Pasado su momento de turbación, volvía a ser el científico inquisitivo de siempre. Curiosamente, a Cleopatra le resultaba más fácil confiarse con ese Sosígenes.

«Qué demonios», se dijo Cleopatra. Le tendió la copa a Sosígenes para que se la rellenara él, dio un sorbo de vino y le contó todo de carrerilla: la reunión con su hermano y con César, sus planes para pagar la deuda y cómo había visto salir a Arsínoe de su despacho colocándose la ropa.

—Eso es lo que demuestra que no se han acostado —dijo Sosígenes cuando ella terminó.

—¿Cómo?

—Arsínoe es de natural ocultadora. Todos estos años ha fingido ser tu hermana del alma, tu confidente perfecta, mientras llevaba a cabo un doble juego con Ptolomeo.

—Es cierto —dijo Cleopatra—. Empecé a sospecharlo hace un tiempo. Ptolomeo me ha reconocido que ahora se acuesta con Arsínoe, pero creo que llevan haciéndolo al menos un año.

—¡Un año! —Sosígenes soltó una carcajada seca. Enseguida añadió—: Perdona, mi señora, no quería tomármelo a risa. Pensé que te habrías dado cuenta, y además no me parecía decoroso comentártelo. Pero cuando os conocí en Menfis, observé indicios de que Arsínoe ya había iniciado sexualmente a tu hermano.

—¡Eso es imposible! ¡Si él no tenía más que siete años!

Sosígenes se encogió de hombros.

—Evidentemente no podrían consumar relaciones completas, pero hay maneras de dar placer incluso a un niño para conseguir manipularlo.

Cleopatra recordó la noche de su fuga del templo de Ptah. Ptolomeo se negaba a bajar por el túnel. Arsínoe lo abrazó, empezó a susurrarle cosas al oído y Cleopatra tan sólo captó el final: «Y será muy divertido». En aquel momento ni se le había pasado por la cabeza que su hermana pudiera referirse a... aquello.

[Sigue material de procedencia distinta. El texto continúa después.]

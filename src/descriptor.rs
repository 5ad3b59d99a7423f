//! Device and configuration descriptors
//!
//! Descriptors are build-time data. The device core only copies them, bounded
//! by the host's requested length. You supply your own bytes with
//! [`Descriptors::new()`], or use [`DEFAULT`].

use crate::{Directions, EndpointConfig};
use usb_device::descriptor::descriptor_type;

/// The descriptors a host may request
#[derive(Clone, Copy, Debug, PartialEq, Eq)]
pub struct Descriptors {
    device: &'static [u8],
    configuration: &'static [u8],
}

impl Descriptors {
    /// Describe a device with one configuration
    ///
    /// `configuration` holds the configuration descriptor followed by its
    /// interface and endpoint descriptors, exactly as the host receives it.
    pub const fn new(device: &'static [u8], configuration: &'static [u8]) -> Self {
        Descriptors {
            device,
            configuration,
        }
    }

    /// Returns the descriptor of type `kind`
    ///
    /// Only device and configuration descriptors are available.
    pub fn get(&self, kind: u8) -> Option<&'static [u8]> {
        match kind {
            descriptor_type::DEVICE => Some(self.device),
            descriptor_type::CONFIGURATION => Some(self.configuration),
            _ => None,
        }
    }

    /// `bMaxPacketSize0` of the device, or 64 if the descriptor is too short
    pub const fn max_packet_size_0(&self) -> u16 {
        if self.device.len() > 7 {
            self.device[7] as u16
        } else {
            64
        }
    }

    /// `bConfigurationValue` of the configuration
    pub fn configuration_value(&self) -> u8 {
        self.configuration.get(5).copied().unwrap_or(1)
    }

    /// Indicates if the configuration reports a self-powered device
    pub fn self_powered(&self) -> bool {
        self.configuration
            .get(7)
            .map(|attributes| attributes & 0x40 != 0)
            .unwrap_or(false)
    }
}

/// Device descriptor for the default, vendor-specific device
pub const DEVICE: [u8; 18] = [
    18,   // bLength
    0x01, // bDescriptorType
    0x00, 0x02, // bcdUSB 2.00
    0x00, // bDeviceClass, per interface
    0x00, // bDeviceSubClass
    0x00, // bDeviceProtocol
    64,   // bMaxPacketSize0
    0x09, 0x12, // idVendor 0x1209
    0x01, 0x00, // idProduct 0x0001
    0x00, 0x01, // bcdDevice 1.00
    0,    // iManufacturer
    0,    // iProduct
    0,    // iSerialNumber
    1,    // bNumConfigurations
];

/// Configuration descriptor for the default device
///
/// One vendor-specific interface with a bulk OUT and a bulk IN endpoint, both
/// on endpoint 1.
pub const CONFIGURATION: [u8; 32] = [
    // Configuration
    9, 0x02, 32, 0x00, // wTotalLength
    1,    // bNumInterfaces
    1,    // bConfigurationValue
    0,    // iConfiguration
    0x80, // bmAttributes, bus powered
    50,   // bMaxPower, 100 mA
    // Interface 0
    9, 0x04, 0, // bInterfaceNumber
    0,    // bAlternateSetting
    2,    // bNumEndpoints
    0xFF, // bInterfaceClass, vendor specific
    0x00, 0x00, 0,
    // Endpoint 1 OUT
    7, 0x05, 0x01, 0x02, // bulk
    64, 0x00, 0,
    // Endpoint 1 IN
    7, 0x05, 0x81, 0x02, // bulk
    64, 0x00, 0,
];

/// Descriptors for the default device
pub const DEFAULT: Descriptors = Descriptors::new(&DEVICE, &CONFIGURATION);

/// Data endpoints described by [`CONFIGURATION`]
pub const DEFAULT_ENDPOINTS: [EndpointConfig; 1] =
    [EndpointConfig::bulk(1, Directions::all(), 64)];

¿Cómo había podido estar tan ciega? Al fin y a la postre, pertenecían a la dinastía de los Lágidas, donde toda perversión estaba inventada desde hacía mucho tiempo.

—Pero sigo sin entender por qué dices que no se ha acostado con César —dijo, tratando de olvidarse de Ptolomeo y retornando al inicio del razonamiento.

—Muy sencillo, mi señora. Si se hubieran acostado, ella lo guardaría en secreto. Los hombres se vuelven muy locuaces en la cama, ¿sabes?

—No, no lo sabía —respondió Cleopatra en tono cortante. Se había percatado de que Sosígenes se excluía de aquella afirmación.

—Pues así es. Al compartir lecho con César, también compartiría información. Todo lo que tú o cualquier otra persona pudiese tratar con él acabaría llegando a oídos de Arsínoe sin que tú lo supieras. Una gran ventaja a la que una mujer astuta como ella no renunciaría.

—Entonces, ¿por qué tantas alharacas colocándose el vestido y mirándome con cara de furcia?

—Por lo que te he dicho, porque no se ha acostado con él. De haberlo hecho, lo guardaría en secreto para mantener esa ventaja táctica que te mencionaba. Como no lo ha hecho, juega a lo contrario, a hacerte creer que goza de la intimidad de César. ¿Acaso no ha conseguido lo que pretendía, causar desazón en ti?